| Work required |
Reproduce the entries shown below only from the line with "filename src/lib.rs" down to the line with "let end = arg_or(&args, 2, 1.160)?;", keeping both end lines and copying each one exactly.

| Input records |
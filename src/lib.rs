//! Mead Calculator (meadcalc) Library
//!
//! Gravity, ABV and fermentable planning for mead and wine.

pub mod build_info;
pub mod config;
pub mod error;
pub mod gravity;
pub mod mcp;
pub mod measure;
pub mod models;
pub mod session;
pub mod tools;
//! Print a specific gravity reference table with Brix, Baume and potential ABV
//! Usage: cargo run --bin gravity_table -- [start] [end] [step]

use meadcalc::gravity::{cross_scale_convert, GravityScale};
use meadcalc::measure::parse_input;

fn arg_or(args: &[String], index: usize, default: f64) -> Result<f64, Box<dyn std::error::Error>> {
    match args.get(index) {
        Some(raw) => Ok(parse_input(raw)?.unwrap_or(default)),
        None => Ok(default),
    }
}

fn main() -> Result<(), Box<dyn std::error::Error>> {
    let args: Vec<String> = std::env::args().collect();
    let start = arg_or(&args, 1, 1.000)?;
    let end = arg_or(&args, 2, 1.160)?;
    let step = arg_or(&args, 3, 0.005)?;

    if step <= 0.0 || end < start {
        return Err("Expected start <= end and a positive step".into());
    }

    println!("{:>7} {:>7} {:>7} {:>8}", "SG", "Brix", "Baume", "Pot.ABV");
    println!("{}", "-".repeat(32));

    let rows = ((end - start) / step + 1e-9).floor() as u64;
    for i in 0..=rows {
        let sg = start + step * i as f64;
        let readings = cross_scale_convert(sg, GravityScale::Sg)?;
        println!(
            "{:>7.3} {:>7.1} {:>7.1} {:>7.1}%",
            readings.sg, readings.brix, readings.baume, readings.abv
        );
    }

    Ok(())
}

---

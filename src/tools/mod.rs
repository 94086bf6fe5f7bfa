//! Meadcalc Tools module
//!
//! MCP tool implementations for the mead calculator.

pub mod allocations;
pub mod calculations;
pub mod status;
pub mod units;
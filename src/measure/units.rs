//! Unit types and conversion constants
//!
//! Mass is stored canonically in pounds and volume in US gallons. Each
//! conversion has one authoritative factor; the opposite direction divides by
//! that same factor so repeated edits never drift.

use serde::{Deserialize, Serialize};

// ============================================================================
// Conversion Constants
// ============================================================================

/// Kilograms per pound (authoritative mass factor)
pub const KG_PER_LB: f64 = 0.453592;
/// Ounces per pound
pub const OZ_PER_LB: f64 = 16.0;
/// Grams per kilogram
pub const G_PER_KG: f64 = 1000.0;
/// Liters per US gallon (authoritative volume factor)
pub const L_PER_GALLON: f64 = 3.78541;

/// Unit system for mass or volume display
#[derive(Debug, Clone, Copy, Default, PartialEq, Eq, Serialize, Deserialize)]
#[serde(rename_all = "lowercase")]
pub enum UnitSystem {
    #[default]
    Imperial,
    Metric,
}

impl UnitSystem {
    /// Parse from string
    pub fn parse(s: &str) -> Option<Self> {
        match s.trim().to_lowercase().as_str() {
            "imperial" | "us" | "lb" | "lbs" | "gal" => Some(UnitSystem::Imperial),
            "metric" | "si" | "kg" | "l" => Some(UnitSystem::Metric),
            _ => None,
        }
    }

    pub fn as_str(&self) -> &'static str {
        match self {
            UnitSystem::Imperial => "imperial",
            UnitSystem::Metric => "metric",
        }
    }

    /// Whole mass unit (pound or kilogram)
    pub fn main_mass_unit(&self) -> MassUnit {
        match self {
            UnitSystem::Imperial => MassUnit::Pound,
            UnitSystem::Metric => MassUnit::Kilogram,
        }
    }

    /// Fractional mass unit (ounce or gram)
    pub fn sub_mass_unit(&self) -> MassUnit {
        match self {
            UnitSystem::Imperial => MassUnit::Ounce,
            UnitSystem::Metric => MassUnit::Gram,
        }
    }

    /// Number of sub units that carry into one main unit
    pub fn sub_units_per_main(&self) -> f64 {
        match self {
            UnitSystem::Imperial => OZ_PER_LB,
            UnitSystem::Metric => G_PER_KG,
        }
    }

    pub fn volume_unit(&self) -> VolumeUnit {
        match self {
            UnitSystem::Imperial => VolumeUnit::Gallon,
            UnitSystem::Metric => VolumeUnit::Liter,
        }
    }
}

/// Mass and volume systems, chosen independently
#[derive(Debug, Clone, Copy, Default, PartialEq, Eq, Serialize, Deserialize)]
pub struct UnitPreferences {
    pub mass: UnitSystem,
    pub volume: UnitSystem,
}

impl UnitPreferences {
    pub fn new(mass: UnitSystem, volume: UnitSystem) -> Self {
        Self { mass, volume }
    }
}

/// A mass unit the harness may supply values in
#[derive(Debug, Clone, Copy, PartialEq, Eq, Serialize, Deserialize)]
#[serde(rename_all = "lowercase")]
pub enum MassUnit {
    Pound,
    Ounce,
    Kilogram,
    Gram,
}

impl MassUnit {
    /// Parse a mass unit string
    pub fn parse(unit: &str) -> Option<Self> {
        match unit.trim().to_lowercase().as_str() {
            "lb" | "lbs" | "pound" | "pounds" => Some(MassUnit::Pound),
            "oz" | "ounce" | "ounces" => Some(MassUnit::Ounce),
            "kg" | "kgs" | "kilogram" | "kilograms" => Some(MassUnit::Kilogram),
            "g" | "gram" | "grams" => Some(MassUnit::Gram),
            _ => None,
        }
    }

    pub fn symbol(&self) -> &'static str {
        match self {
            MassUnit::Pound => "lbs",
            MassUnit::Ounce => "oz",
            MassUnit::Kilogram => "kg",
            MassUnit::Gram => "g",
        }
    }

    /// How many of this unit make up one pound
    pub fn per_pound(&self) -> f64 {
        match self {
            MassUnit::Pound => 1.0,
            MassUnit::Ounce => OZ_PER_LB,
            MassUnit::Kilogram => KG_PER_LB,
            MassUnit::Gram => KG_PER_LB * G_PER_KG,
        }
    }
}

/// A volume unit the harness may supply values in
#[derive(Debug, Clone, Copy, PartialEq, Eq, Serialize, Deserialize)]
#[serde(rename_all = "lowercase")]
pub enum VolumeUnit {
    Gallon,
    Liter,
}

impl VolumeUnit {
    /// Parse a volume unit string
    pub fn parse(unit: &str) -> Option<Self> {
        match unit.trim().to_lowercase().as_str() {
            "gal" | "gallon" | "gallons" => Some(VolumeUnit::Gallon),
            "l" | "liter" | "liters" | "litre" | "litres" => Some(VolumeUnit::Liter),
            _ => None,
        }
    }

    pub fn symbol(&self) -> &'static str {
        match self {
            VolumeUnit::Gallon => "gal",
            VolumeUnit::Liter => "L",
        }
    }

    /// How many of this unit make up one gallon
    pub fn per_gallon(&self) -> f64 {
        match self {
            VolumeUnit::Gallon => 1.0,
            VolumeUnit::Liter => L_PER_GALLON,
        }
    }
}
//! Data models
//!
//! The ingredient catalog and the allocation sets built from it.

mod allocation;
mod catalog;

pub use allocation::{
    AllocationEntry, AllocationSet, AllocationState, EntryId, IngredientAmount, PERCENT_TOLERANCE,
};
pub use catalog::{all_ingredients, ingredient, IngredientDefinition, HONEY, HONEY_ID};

| Exercise answer |
filename src/lib.rs
//! Mead Calculator (meadcalc) Library
//!
//! Gravity, ABV and fermentable planning for mead and wine.

pub mod build_info;
pub mod config;
pub mod error;
pub mod gravity;
pub mod mcp;
pub mod measure;
pub mod models;
pub mod session;
pub mod tools;
//! Print a specific gravity reference table with Brix, Baume and potential ABV
//! Usage: cargo run --bin gravity_table -- [start] [end] [step]

use meadcalc::gravity::{cross_scale_convert, GravityScale};
use meadcalc::measure::parse_input;

fn arg_or(args: &[String], index: usize, default: f64) -> Result<f64, Box<dyn std::error::Error>> {
    match args.get(index) {
        Some(raw) => Ok(parse_input(raw)?.unwrap_or(default)),
        None => Ok(default),
    }
}

fn main() -> Result<(), Box<dyn std::error::Error>> {
    let args: Vec<String> = std::env::args().collect();
    let start = arg_or(&args, 1, 1.000)?;
    let end = arg_or(&args, 2, 1.160)?;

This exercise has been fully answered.